Adds carflag-v0 env #34

ashok-arora · 2024-06-29T10:39:20Z

Car Flag tasks a car with driving across a 1D line to the correct flag. The car must first drive to the oracle flag and then to the correct endpoint. The agent's observation is a vector of three floats: its position on the line, its velocity at each timestep, and the goal flag's location when it reaches the oracle flag. The agent's actions alter its velocity: it can accelerate left, perform a no-op (maintain current velocity), or accelerate right.

smorad

Great work! Just a few more requests:

Consider adding easy/medium/hard versions if you would like this to be future proof! You can probably just increase the heaven/hell positions or decrease velocities to make it harder, but you are the expert.
Please add this to the list of environments. That way, the users can find it. I also have some unit tests that will use this list of envs to ensure that nobody in the future introduces code that breaks your env.
Consider writing a unit test, just to ensure the environment behaves exactly as expected. RL algorithms are very good at exploiting even the smallest bugs. You can validate everything works as expected by running pytest tests/. I think this will already bring up one bug (hint: compare the type signature for this reset function to the MineSweeper one.)
The carflag reward is determined to be 1.0 per timestep in the paper. But in popgym, the other envs have a max cumulative reward of 1.0 and a min of -1.0. This is so you can train on 50 episodes of Env1 and 50 episodes of Env2 using the same learning rate. Not sure what the correct answer is here, but I figured I would let you know just in case.

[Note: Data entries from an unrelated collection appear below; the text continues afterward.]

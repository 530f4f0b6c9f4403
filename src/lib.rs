//! # Pardot API Rust Client
//!
//! A Rust client for the Salesforce Pardot v5 REST API, covering the
//! `account` and `imports` objects.
//!
//! ## Overview
//!
//! This crate provides:
//! - Type-safe configuration via [`PardotConfig`] and [`PardotConfigBuilder`]
//! - Validated newtypes for the access token, business unit id, and host
//! - An async HTTP client, [`HttpClient`], implementing the [`Transport`] seam
//! - Thin object wrappers, [`objects::Accounts`] and [`objects::Imports`],
//!   generic over any [`Transport`]
//!
//! Every wrapper method sends exactly one request and returns the raw
//! response. There is no retry, pagination, or caching, and the access token
//! is supplied by the caller.
//!
//! ## Quick Start
//!
//! ```rust
//! use pardot_api::{AccessToken, BusinessUnitId, PardotConfig};
//!
//! let config = PardotConfig::builder()
//!     .access_token(AccessToken::new("access-token").unwrap())
//!     .business_unit_id(BusinessUnitId::new("0Uv000000000001AAA").unwrap())
//!     .build()
//!     .unwrap();
//! ```
//!
//! ## Reading the Account
//!
//! ```rust,ignore
//! use pardot_api::{objects, HttpClient};
//! use pardot_api::clients::QueryParams;
//!
//! let client = HttpClient::new(&config)?;
//! let pardot = objects::load(&client);
//!
//! let response = pardot.accounts.read(QueryParams::new()).await?;
//! println!("Account: {}", response.body);
//! ```
//!
//! ## Importing Prospects
//!
//! ```rust,ignore
//! use pardot_api::objects::{Import, ImportStatus, Options};
//! use pardot_api::clients::QueryParams;
//! use std::path::Path;
//!
//! // Create, fill, and submit in one request
//! let created: Import = pardot
//!     .imports
//!     .create(Some(Path::new("prospects.csv")), Options::new())
//!     .await?
//!     .json()?;
//!
//! // Poll until processing is done
//! let id = created.id.unwrap();
//! let import: Import = pardot.imports.read(id, QueryParams::new()).await?.json()?;
//! if import.status == Some(ImportStatus::Complete) && import.error_count > Some(0) {
//!     let report = pardot.imports.download_errors(id, QueryParams::new()).await?;
//!     println!("{}", report.text().unwrap_or_default());
//! }
//! ```
//!
//! ## Design Principles
//!
//! - **No global state**: Configuration is instance-based and passed explicitly
//! - **Fail-fast validation**: All newtypes validate on construction
//! - **Thread-safe**: [`HttpClient`] and [`PardotConfig`] are `Send + Sync`
//! - **Async-first**: Designed for use with the Tokio async runtime
//! - **Testable**: Object wrappers depend on the [`Transport`] trait, not on `reqwest`

pub mod clients;
pub mod config;
pub mod error;
pub mod objects;

// Re-export public types at crate root for convenience
pub use config::{
    AccessToken, ApiVersion, BusinessUnitId, HostUrl, PardotConfig, PardotConfigBuilder,
};
pub use error::ConfigError;

// Re-export HTTP client types
pub use clients::{
    DataType, HttpClient, HttpError, HttpMethod, HttpRequest, HttpRequestBuilder, HttpResponse,
    HttpResponseError, InvalidHttpRequestError, MultipartForm, QueryParams, RequestBody,
    Transport,
};

// Re-export object types
pub use objects::{Accounts, Imports, Objects, PardotError};
//! HTTP response types for the Pardot API client.

use std::collections::HashMap;

use serde::de::DeserializeOwned;

/// An HTTP response from the Pardot API.
///
/// The body is kept as the raw deserialized document. JSON responses are
/// parsed into the matching [`serde_json::Value`]; any other content (for
/// example the CSV returned by an import's error report) is kept verbatim as
/// a [`serde_json::Value::String`]. The undecoded bytes are kept alongside
/// and available from [`HttpResponse::bytes`].
#[derive(Clone, Debug)]
pub struct HttpResponse {
    /// The HTTP status code.
    pub code: u16,
    /// Response headers, lowercased (headers may have multiple values).
    pub headers: HashMap<String, Vec<String>>,
    /// The response body.
    pub body: serde_json::Value,
    raw_body: Vec<u8>,
}

impl HttpResponse {
    /// Creates a new `HttpResponse`.
    #[must_use]
    pub const fn new(
        code: u16,
        headers: HashMap<String, Vec<String>>,
        body: serde_json::Value,
    ) -> Self {
        Self {
            code,
            headers,
            body,
            raw_body: Vec::new(),
        }
    }

    /// Attaches the undecoded response body.
    #[must_use]
    pub fn with_raw_body(mut self, raw_body: Vec<u8>) -> Self {
        self.raw_body = raw_body;
        self
    }

    /// Returns the undecoded response body.
    ///
    /// Use this for non-JSON bodies that may not be UTF-8, such as an error
    /// report exported in another encoding. [`HttpResponse::text`] replaces
    /// invalid sequences.
    #[must_use]
    pub fn bytes(&self) -> &[u8] {
        &self.raw_body
    }

    /// Returns `true` if the response status code is in the 2xx range.
    #[must_use]
    pub const fn is_ok(&self) -> bool {
        self.code >= 200 && self.code <= 299
    }

    /// Returns the first value of a header, matched by lowercase name.
    #[must_use]
    pub fn header(&self, name: &str) -> Option<&str> {
        self.headers
            .get(&name.to_lowercase())
            .and_then(|values| values.first())
            .map(String::as_str)
    }

    /// Returns the `X-Request-Id` header value, if present.
    #[must_use]
    pub fn request_id(&self) -> Option<&str> {
        self.header("x-request-id")
    }

    /// Returns the `Content-Type` header value, if present.
    #[must_use]
    pub fn content_type(&self) -> Option<&str> {
        self.header("content-type")
    }

    /// Returns the body as text when the response was not JSON.
    #[must_use]
    pub fn text(&self) -> Option<&str> {
        self.body.as_str()
    }

    /// Deserializes the body into a typed value.
    ///
    /// # Errors
    ///
    /// Returns [`serde_json::Error`] if the body does not match `T`.
    ///
    /// # Example
    ///
    /// ```rust
    /// use pardot_api::HttpResponse;
    /// use pardot_api::objects::{Import, ImportStatus};
    /// use std::collections::HashMap;
    /// use serde_json::json;
    ///
    /// let response = HttpResponse::new(200, HashMap::new(), json!({"id": 7, "status": "Open"}));
    /// let import: Import = response.json().unwrap();
    /// assert_eq!(import.status, Some(ImportStatus::Open));
    /// ```
    pub fn json<T: DeserializeOwned>(&self) -> Result<T, serde_json::Error> {
        T::deserialize(&self.body)
    }
}
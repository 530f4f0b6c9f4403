//! Typed views over import documents.
//!
//! The object wrappers return raw [`HttpResponse`](crate::HttpResponse)s.
//! These types are an optional read model for callers that want to
//! deserialize an import with [`HttpResponse::json`](crate::HttpResponse::json).
//! Nothing in this crate tracks or validates import state.

use chrono::{DateTime, Utc};
use serde::{Deserialize, Serialize};

/// Status of an import, as reported by the server.
///
/// ```text
/// Open -> Ready -> Waiting -> Processing -> Complete
///                                       \-> Failed
/// (any non-terminal state) -> Canceled
/// ```
#[derive(Debug, Clone, Copy, Serialize, Deserialize, PartialEq, Eq, Hash)]
pub enum ImportStatus {
    /// Created and accepting batches.
    Open,
    /// Submitted for processing; no more batches accepted.
    Ready,
    /// Queued behind other imports.
    Waiting,
    /// Being processed.
    Processing,
    /// Processing finished.
    Complete,
    /// Processing failed.
    Failed,
    /// Canceled before completion.
    Canceled,
    /// A status this crate does not know about.
    #[serde(other)]
    Unknown,
}

impl ImportStatus {
    /// Returns `true` once the server will no longer change this import.
    #[must_use]
    pub const fn is_terminal(self) -> bool {
        matches!(self, Self::Complete | Self::Failed | Self::Canceled)
    }

    /// Returns `true` while the import can still be canceled.
    #[must_use]
    pub const fn is_cancelable(self) -> bool {
        !self.is_terminal() && !matches!(self, Self::Unknown)
    }
}

/// An import as returned by `imports` reads and queries.
///
/// Every field is optional because responses only include the requested
/// `fields`.
#[derive(Debug, Clone, Serialize, Deserialize, Default, PartialEq, Eq)]
#[serde(rename_all = "camelCase")]
pub struct Import {
    /// The server-assigned import id.
    pub id: Option<u64>,
    /// The current status.
    pub status: Option<ImportStatus>,
    /// The import operation (e.g., "Upsert").
    pub operation: Option<String>,
    /// The object being imported (e.g., "Prospect").
    pub object: Option<String>,
    /// Whether the import's results are no longer available.
    pub is_expired: Option<bool>,
    /// Number of records created.
    pub created_count: Option<u64>,
    /// Number of records updated.
    pub updated_count: Option<u64>,
    /// Number of records that failed.
    pub error_count: Option<u64>,
    /// Path of the error report, once processing completes.
    pub errors_ref: Option<String>,
    /// When the import was created.
    pub created_at: Option<DateTime<Utc>>,
    /// When the import was last updated.
    pub updated_at: Option<DateTime<Utc>>,
}

/// The `input` document sent alongside a file when an import is created
/// from a single upload.
///
/// The default describes an immediately submitted prospect upsert that
/// restores deleted prospects and creates prospects with no match.
///
/// # Example
///
/// ```rust
/// use pardot_api::objects::ImportInput;
///
/// let json = serde_json::to_value(ImportInput::default()).unwrap();
/// assert_eq!(json["status"], "Ready");
/// assert_eq!(json["restoreDeleted"], true);
/// ```
#[derive(Debug, Clone, Serialize, Deserialize, PartialEq, Eq)]
#[serde(rename_all = "camelCase")]
pub struct ImportInput {
    /// Initial status; `Ready` submits the import immediately.
    pub status: String,
    /// The import operation.
    pub operation: String,
    /// The object being imported.
    pub object: String,
    /// Whether matching deleted records are restored.
    pub restore_deleted: bool,
    /// Whether records with no match are created.
    pub create_on_no_match: bool,
}

impl Default for ImportInput {
    fn default() -> Self {
        Self {
            status: "Ready".to_string(),
            operation: "Upsert".to_string(),
            object: "Prospect".to_string(),
            restore_deleted: true,
            create_on_no_match: true,
        }
    }
}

smorad · 2024-06-29T15:01:15Z

popgym/envs/carflag.py

+
+        return self.state, env_reward, done, {"is_success": env_reward > 0}
+
+    def reset(self):


The reset function should reset using a seed. This ensures we can reproduce trajectories exactly, which is useful when comparing policies.

Oh right, thank you for the pointer. I have updated it now.

The easy level has the range [-1, 1]. The medium level has the range [-3, 3]. The hard level has the range [-5, 5].

ashok-arora · 2024-07-01T07:19:29Z

Thank you for the detailed comments and support. I have added the easy, medium, and hard levels and updated the list of environments accordingly.

While writing the tests, I noticed a bug in the DTQN codebase. The env currently returns only a done state instead of differentiating between truncated and terminated states.

To address this, I observed that the minesweeper env code uses a combination of the timestep and board dimensions to calculate the maximum time it could take, which works well with the varying game levels since the dimensions change. Could you suggest a scalable method to calculate the truncated state across all levels in the carflag env?

smorad · 2024-07-03T10:31:23Z

Yeah this is tricky. The minimum time required would be the time to reach maximum velocity, drive to the oracle, slow down to 0 velocity, accelerate to max velocity in the direction of the goal, then drive to the goal.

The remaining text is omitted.